HOW TO COMPLETE THIS TASK: Return the records exactly, keeping every line as it is.
"""
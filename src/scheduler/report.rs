use average::{Estimate, Mean};
use rustc_hash::FxHashSet;

use crate::core::{CpuId, PriorityClass, ProcessKey, ProcessTable, Ticks};

#[derive(Debug, Clone, Copy, PartialEq, Eq)]
pub enum PassKind {
    Admission,
    Fcfs,
    Sjf,
    RoundRobin {
        class: PriorityClass,
        quantum: Ticks,
    },
    Drain,
}

impl PassKind {
    pub fn label(&self) -> String {
        match self {
            Self::Admission => "CPU-1/CPU-2 admission:".to_string(),
            Self::Fcfs => "CPU-1 que1(priority-0)(FCFS):".to_string(),
            Self::Sjf => "CPU-2 que2(priority-1) (Sjf):".to_string(),
            Self::RoundRobin { class, quantum } => {
                let level = class.level();
                format!("CPU-2 que{}(priority-{level}) (RR-q{quantum}):", level + 1)
            }
            Self::Drain => "CPU-1/CPU-2 drain:".to_string(),
        }
    }
}

/// One stretch of CPU time given to a process.
#[derive(Debug, Clone, PartialEq, Eq)]
pub struct Dispatch {
    pub key: ProcessKey,
    pub cpu: CpuId,
    pub start: Ticks,
    pub end: Ticks,
    /// Burst still owed after this dispatch; zero once the process is done.
    pub remaining: Ticks,
}

impl Dispatch {
    pub fn is_final(&self) -> bool {
        self.remaining == 0
    }
}

#[derive(Debug, Clone)]
pub struct PassReport {
    pub kind: PassKind,
    pub dispatches: Vec<Dispatch>,
    pub rejected: Vec<ProcessKey>,
    /// Processes dropped from the pass after an admission that can never
    /// succeed within it.
    pub starved: Vec<ProcessKey>,
}

impl PassReport {
    pub fn new(kind: PassKind) -> Self {
        Self {
            kind,
            dispatches: Vec::new(),
            rejected: Vec::new(),
            starved: Vec::new(),
        }
    }

    pub fn finished(&self) -> impl Iterator<Item = &Dispatch> + '_ {
        self.dispatches.iter().filter(|d| d.is_final())
    }

    /// `CPU-1 que1(priority-0)(FCFS):A-B`
    pub fn summary_line(&self, table: &ProcessTable) -> String {
        let names: Vec<&str> = self
            .dispatches
            .iter()
            .map(|d| table.get(d.key).name.as_str())
            .collect();
        format!("{}{}", self.kind.label(), names.join("-"))
    }

    /// Mean of (completion - arrival) over finished processes. Pass clocks
    /// are local, so this is relative to the pass's own timeline. `None` when
    /// nothing finished.
    pub fn mean_turnaround(&self, table: &ProcessTable) -> Option<f64> {
        mean(
            self.finished()
                .map(|d| d.end.saturating_sub(table.get(d.key).arrival_time) as f64),
        )
    }

    /// Mean of (first start - arrival) over dispatched processes.
    pub fn mean_response(&self, table: &ProcessTable) -> Option<f64> {
        let mut seen = FxHashSet::default();
        mean(
            self.dispatches
                .iter()
                .filter(|d| seen.insert(d.key))
                .map(|d| d.start.saturating_sub(table.get(d.key).arrival_time) as f64),
        )
    }
}

fn mean(iter: impl Iterator<Item = f64>) -> Option<f64> {
    let mean: Mean = iter.collect();
    (mean.len() > 0).then(|| mean.estimate())
}

#[cfg(test)]
mod tests {
    use super::*;
    use crate::core::{PRIMARY_CPU, ProcessRecord};

    #[test]
    fn summary_and_averages() {
        let mut table = ProcessTable::new();
        let mut keys = Vec::new();
        for (name, arrival_time) in [("A", 0), ("B", 2)] {
            keys.push(
                table
                    .insert(ProcessRecord {
                        name: name.to_string(),
                        arrival_time,
                        priority: PriorityClass::Normal,
                        burst_time: 10,
                        ram_required: 1,
                        cpu_usage: 0,
                    })
                    .unwrap(),
            );
        }

        let mut report = PassReport::new(PassKind::RoundRobin {
            class: PriorityClass::Normal,
            quantum: 8,
        });
        for (key, start, end, remaining) in [
            (keys[0], 0, 8, 2),
            (keys[1], 8, 16, 2),
            (keys[0], 16, 18, 0),
            (keys[1], 18, 20, 0),
        ] {
            report.dispatches.push(Dispatch {
                key,
                cpu: PRIMARY_CPU,
                start,
                end,
                remaining,
            });
        }

        assert_eq!(
            report.summary_line(&table),
            "CPU-2 que3(priority-2) (RR-q8):A-B-A-B"
        );
        assert_eq!(report.finished().count(), 2);
        // (18 - 0 + 20 - 2) / 2
        assert_eq!(report.mean_turnaround(&table), Some(18.0));
        // (0 - 0 + 8 - 2) / 2
        assert_eq!(report.mean_response(&table), Some(3.0));
    }

    #[test]
    fn empty_pass_has_no_averages() {
        let table = ProcessTable::new();
        let report = PassReport::new(PassKind::Sjf);
        assert_eq!(report.summary_line(&table), "CPU-2 que2(priority-1) (Sjf):");
        assert_eq!(report.mean_turnaround(&table), None);
        assert_eq!(report.mean_response(&table), None);
    }
}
"""
TASK RESULT:
filename src/scheduler/report.rs
use average::{Estimate, Mean};
use rustc_hash::FxHashSet;

use crate::core::{CpuId, PriorityClass, ProcessKey, ProcessTable, Ticks};

#[derive(Debug, Clone, Copy, PartialEq, Eq)]
pub enum PassKind {
    Admission,
    Fcfs,
    Sjf,
    RoundRobin {
        class: PriorityClass,
        quantum: Ticks,
    },
    Drain,
}

impl PassKind {
    pub fn label(&self) -> String {
        match self {
            Self::Admission => "CPU-1/CPU-2 admission:".to_string(),
            Self::Fcfs => "CPU-1 que1(priority-0)(FCFS):".to_string(),
            Self::Sjf => "CPU-2 que2(priority-1) (Sjf):".to_string(),
            Self::RoundRobin { class, quantum } => {
                let level = class.level();
                format!("CPU-2 que{}(priority-{level}) (RR-q{quantum}):", level + 1)
            }
            Self::Drain => "CPU-1/CPU-2 drain:".to_string(),
        }
    }
}

/// One stretch of CPU time given to a process.
#[derive(Debug, Clone, PartialEq, Eq)]
pub struct Dispatch {
    pub key: ProcessKey,
    pub cpu: CpuId,
    pub start: Ticks,
    pub end: Ticks,
    /// Burst still owed after this dispatch; zero once the process is done.
    pub remaining: Ticks,
}

impl Dispatch {
    pub fn is_final(&self) -> bool {
        self.remaining == 0
    }
}

#[derive(Debug, Clone)]
pub struct PassReport {
    pub kind: PassKind,
    pub dispatches: Vec<Dispatch>,
    pub rejected: Vec<ProcessKey>,
    /// Processes dropped from the pass after an admission that can never
    /// succeed within it.
    pub starved: Vec<ProcessKey>,
}

impl PassReport {
    pub fn new(kind: PassKind) -> Self {
        Self {
            kind,
            dispatches: Vec::new(),
            rejected: Vec::new(),
            starved: Vec::new(),
        }
    }

    pub fn finished(&self) -> impl Iterator<Item = &Dispatch> + '_ {
        self.dispatches.iter().filter(|d| d.is_final())
    }

    /// `CPU-1 que1(priority-0)(FCFS):A-B`
    pub fn summary_line(&self, table: &ProcessTable) -> String {
        let names: Vec<&str> = self
            .dispatches
            .iter()
            .map(|d| table.get(d.key).name.as_str())
            .collect();
        format!("{}{}", self.kind.label(), names.join("-"))
    }

    /// Mean of (completion - arrival) over finished processes. Pass clocks
    /// are local, so this is relative to the pass's own timeline. `None` when
    /// nothing finished.
    pub fn mean_turnaround(&self, table: &ProcessTable) -> Option<f64> {
        mean(
            self.finished()
                .map(|d| d.end.saturating_sub(table.get(d.key).arrival_time) as f64),
        )
    }

    /// Mean of (first start - arrival) over dispatched processes.
    pub fn mean_response(&self, table: &ProcessTable) -> Option<f64> {
        let mut seen = FxHashSet::default();
        mean(
            self.dispatches
                .iter()
                .filter(|d| seen.insert(d.key))
                .map(|d| d.start.saturating_sub(table.get(d.key).arrival_time) as f64),
        )
    }
}

fn mean(iter: impl Iterator<Item = f64>) -> Option<f64> {
    let mean: Mean = iter.collect();
    (mean.len() > 0).then(|| mean.estimate())
}

#[cfg(test)]
mod tests {
    use super::*;
    use crate::core::{PRIMARY_CPU, ProcessRecord};

    #[test]
    fn summary_and_averages() {
        let mut table = ProcessTable::new();
        let mut keys = Vec::new();
        for (name, arrival_time) in [("A", 0), ("B", 2)] {
            keys.push(
                table
                    .insert(ProcessRecord {
                        name: name.to_string(),
                        arrival_time,
                        priority: PriorityClass::Normal,
                        burst_time: 10,
                        ram_required: 1,
                        cpu_usage: 0,
                    })
                    .unwrap(),
            );
        }

        let mut report = PassReport::new(PassKind::RoundRobin {
            class: PriorityClass::Normal,
            quantum: 8,
        });
        for (key, start, end, remaining) in [
            (keys[0], 0, 8, 2),
            (keys[1], 8, 16, 2),
            (keys[0], 16, 18, 0),
            (keys[1], 18, 20, 0),
        ] {
            report.dispatches.push(Dispatch {
                key,
                cpu: PRIMARY_CPU,
                start,
                end,
                remaining,
            });
        }

        assert_eq!(
            report.summary_line(&table),
            "CPU-2 que3(priority-2) (RR-q8):A-B-A-B"
        );
        assert_eq!(report.finished().count(), 2);
        // (18 - 0 + 20 - 2) / 2
        assert_eq!(report.mean_turnaround(&table), Some(18.0));
        // (0 - 0 + 8 - 2) / 2
        assert_eq!(report.mean_response(&table), Some(3.0));
    }

    #[test]
    fn empty_pass_has_no_averages() {
        let table = ProcessTable::new();
        let report = PassReport::new(PassKind::Sjf);
        assert_eq!(report.summary_line(&table), "CPU-2 que2(priority-1) (Sjf):");
        assert_eq!(report.mean_turnaround(&table), None);
        assert_eq!(report.mean_response(&table), None);
    }
}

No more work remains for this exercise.